5. M. B...soutient, en second lieu, que ces dispositions méconnaissent le droit à un recours juridictionnel effectif, garanti par l'article 16 de la Déclaration des droits de l'homme et du citoyen, et les principes d'égal accès à l'instruction et de liberté de l'enseignement, qui découlent notamment du treizième alinéa du Préambule de la Constitution du 27 octobre 1946, en tant qu'elles donnent compétence à la juridiction du contentieux technique de la sécurité sociale, devant laquelle n'existe pas de procédure d'urgence. Toutefois, la juridiction du contentieux technique de la sécurité sociale est régie, notamment en ce qui concerne la procédure applicable aux recours portés devant elle, par les dispositions du chapitre III du titre IV du livre Ier du code de la sécurité sociale et par les dispositions du code de procédure civile auxquelles elles renvoient. Il s'ensuit que les griefs soulevés sont sans incidence sur la conformité à la Constitution des dispositions de l'article L. 241-9 du code de l'action sociale et des familles.

6. Par suite, la question soulevée, qui n'est pas nouvelle, ne présente pas un caractère sérieux. Ainsi, sans qu'il soit besoin de renvoyer au Conseil constitutionnel la question prioritaire de constitutionnalité invoquée, le moyen tiré de ce que l'article L. 241-9 du code de l'action sociale et des familles porte atteinte aux droits et libertés garantis par la Constitution doit être écarté.

Sur l'autre moyen du pourvoi :

7. L'article R. 342-1 du code de justice administrative dispose que : " Le tribunal administratif saisi d'une demande relevant de sa compétence territoriale est également compétent pour connaître d'une demande connexe à la précédente et relevant normalement de la compétence territoriale d'un autre tribunal administratif ".

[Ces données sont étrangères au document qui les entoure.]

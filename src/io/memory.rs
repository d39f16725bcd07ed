//! In-memory tables and the `from_memory` dataset leaf.
//!
//! A [`MemTable`] is a small column-major literal table, the planning-time
//! stand-in for a concrete dataframe handed over by the caller. Partitioning
//! slices it into contiguous row ranges with a ceiling chunk size, so the
//! planned partition count can come out lower than requested but never
//! higher, and no partition is empty unless the table itself is.

use crate::error::{PlanError, Result};
use crate::expr::{Expr, ExprRef, Kind, Operand};
use crate::scalar::Scalar;
use crate::schema::{DType, Field, Schema};
use crate::task::{Key, Task, TaskArg, TaskFn};
use serde::{Deserialize, Serialize};
use sha2::{Digest, Sha256};
use std::sync::{Arc, OnceLock};

/// A column-major literal table: `(name, values)` per column, all columns
/// the same length.
#[derive(Clone, Debug, Serialize, Deserialize)]
pub struct MemTable {
    columns: Vec<(String, Vec<Scalar>)>,
    #[serde(skip)]
    fingerprint: OnceLock<String>,
}

impl MemTable {
    /// Build a table from named columns.
    ///
    /// # Errors
    ///
    /// Column length mismatches are rejected up front.
    pub fn new(columns: Vec<(String, Vec<Scalar>)>) -> Result<Self> {
        if let Some((first_name, first)) = columns.first() {
            for (name, values) in &columns[1..] {
                if values.len() != first.len() {
                    return Err(PlanError::Unsupported(format!(
                        "column `{name}` has {} rows but `{first_name}` has {}",
                        values.len(),
                        first.len()
                    )));
                }
            }
        }
        Ok(MemTable {
            columns,
            fingerprint: OnceLock::new(),
        })
    }

    #[must_use]
    pub fn nrows(&self) -> usize {
        self.columns.first().map_or(0, |(_, values)| values.len())
    }

    #[must_use]
    pub fn ncols(&self) -> usize {
        self.columns.len()
    }

    #[must_use]
    pub fn column_names(&self) -> Vec<&str> {
        self.columns.iter().map(|(name, _)| name.as_str()).collect()
    }

    /// Schema placeholder: each column's dtype is taken from its first
    /// non-null value, defaulting to text for all-null columns.
    pub fn schema(&self) -> Result<Schema> {
        let fields = self
            .columns
            .iter()
            .map(|(name, values)| {
                let dtype = values
                    .iter()
                    .find_map(DType::of)
                    .unwrap_or(DType::Utf8);
                Field::new(name.clone(), dtype)
            })
            .collect();
        Ok(Schema::new(fields))
    }

    /// Content digest of the table, memoized. Feeds the identity of any
    /// node holding this table as an operand. Values digest as variant-tagged
    /// raw bytes, so an int and a float column with the same printed values
    /// still fingerprint apart.
    pub fn fingerprint(&self) -> &str {
        self.fingerprint.get_or_init(|| {
            let mut hasher = Sha256::new();
            for (name, values) in &self.columns {
                hasher.update((name.len() as u64).to_le_bytes());
                hasher.update(name.as_bytes());
                hasher.update((values.len() as u64).to_le_bytes());
                for value in values {
                    value.update_digest(&mut hasher);
                }
            }
            crate::expr::short_hex(&hasher.finalize())
        })
    }
}

/// Tables compare by content digest, matching how they feed node identity.
impl PartialEq for MemTable {
    fn eq(&self, other: &Self) -> bool {
        self.fingerprint() == other.fingerprint()
    }
}

impl Eq for MemTable {}

/// Wrap an in-memory table as a lazy dataset with at most `npartitions`
/// contiguous row slices.
pub fn from_memory(table: MemTable, npartitions: usize) -> Result<ExprRef> {
    if npartitions == 0 {
        return Err(PlanError::Unsupported(
            "npartitions must be at least 1".to_string(),
        ));
    }
    Expr::new(
        Kind::FromMemory,
        vec![
            Operand::Table(Arc::new(table)),
            Operand::Scalar(Scalar::Int(npartitions as i64)),
        ],
    )
}

/// Row slice boundaries for `nrows` rows in at most `nparts` chunks.
///
/// Chunk size is `ceil(nrows / nparts)`, so 10 rows over 3 partitions give
/// `[0, 4, 8, 10]`. Fewer chunks than requested can come out when the rows
/// do not stretch that far; an empty table yields one empty slice.
#[must_use]
pub fn row_boundaries(nrows: usize, nparts: usize) -> Vec<usize> {
    if nrows == 0 || nparts == 0 {
        return vec![0, 0];
    }
    let chunk = nrows.div_ceil(nparts);
    let mut boundaries: Vec<usize> = (0..nrows).step_by(chunk).collect();
    boundaries.push(nrows);
    boundaries
}

/// Boundaries for a `from_memory` node, read off its operands.
pub(crate) fn slice_boundaries(expr: &Expr) -> Result<Vec<usize>> {
    let table = match expr.operand("frame") {
        Some(Operand::Table(table)) => table,
        _ => {
            return Err(PlanError::MissingOperand {
                kind: "frommemory".to_string(),
                param: "frame".to_string(),
            });
        }
    };
    let nparts = match expr.operand("npartitions").and_then(Operand::as_scalar) {
        Some(Scalar::Int(n)) if *n >= 1 => *n as usize,
        _ => {
            return Err(PlanError::MissingOperand {
                kind: "frommemory".to_string(),
                param: "npartitions".to_string(),
            });
        }
    };
    Ok(row_boundaries(table.nrows(), nparts))
}

/// One slice task per planned partition: table literal plus `[start, stop)`.
pub(crate) fn slice_layer(expr: &Expr) -> Result<Vec<(Key, Task)>> {
    let table = match expr.operand("frame") {
        Some(Operand::Table(table)) => Arc::clone(table),
        _ => {
            return Err(PlanError::MissingOperand {
                kind: "frommemory".to_string(),
                param: "frame".to_string(),
            });
        }
    };
    let boundaries = slice_boundaries(expr)?;
    let name = expr.identity().to_string();
    Ok(boundaries
        .windows(2)
        .enumerate()
        .map(|(i, window)| {
            (
                (name.clone(), i),
                Task {
                    func: TaskFn::SliceRows,
                    args: vec![
                        TaskArg::Table(Arc::clone(&table)),
                        TaskArg::Scalar(Scalar::Int(window[0] as i64)),
                        TaskArg::Scalar(Scalar::Int(window[1] as i64)),
                    ],
                },
            )
        })
        .collect())
}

8. Il résulte des dispositions citées au point 2 que le tribunal administratif de Limoges n'avait pas compétence pour connaître des conclusions de la demande de M. B...dirigées contre la décision du 26 juin 2013 de la commission des droits et de l'autonomie des personnes handicapées de l'Indre relative au renouvellement de la prestation de compensation du handicap pour son fils. Dès lors, il ne pouvait se reconnaître compétent, sur le fondement des dispositions précitées de l'article R. 342-1 du code de justice administrative, pour connaître de conclusions relevant de la compétence territoriale d'un autre tribunal administratif. Le moyen tiré de ce que l'ordonnance attaquée méconnaîtrait ces dispositions ne peut, dès lors, qu'être écarté.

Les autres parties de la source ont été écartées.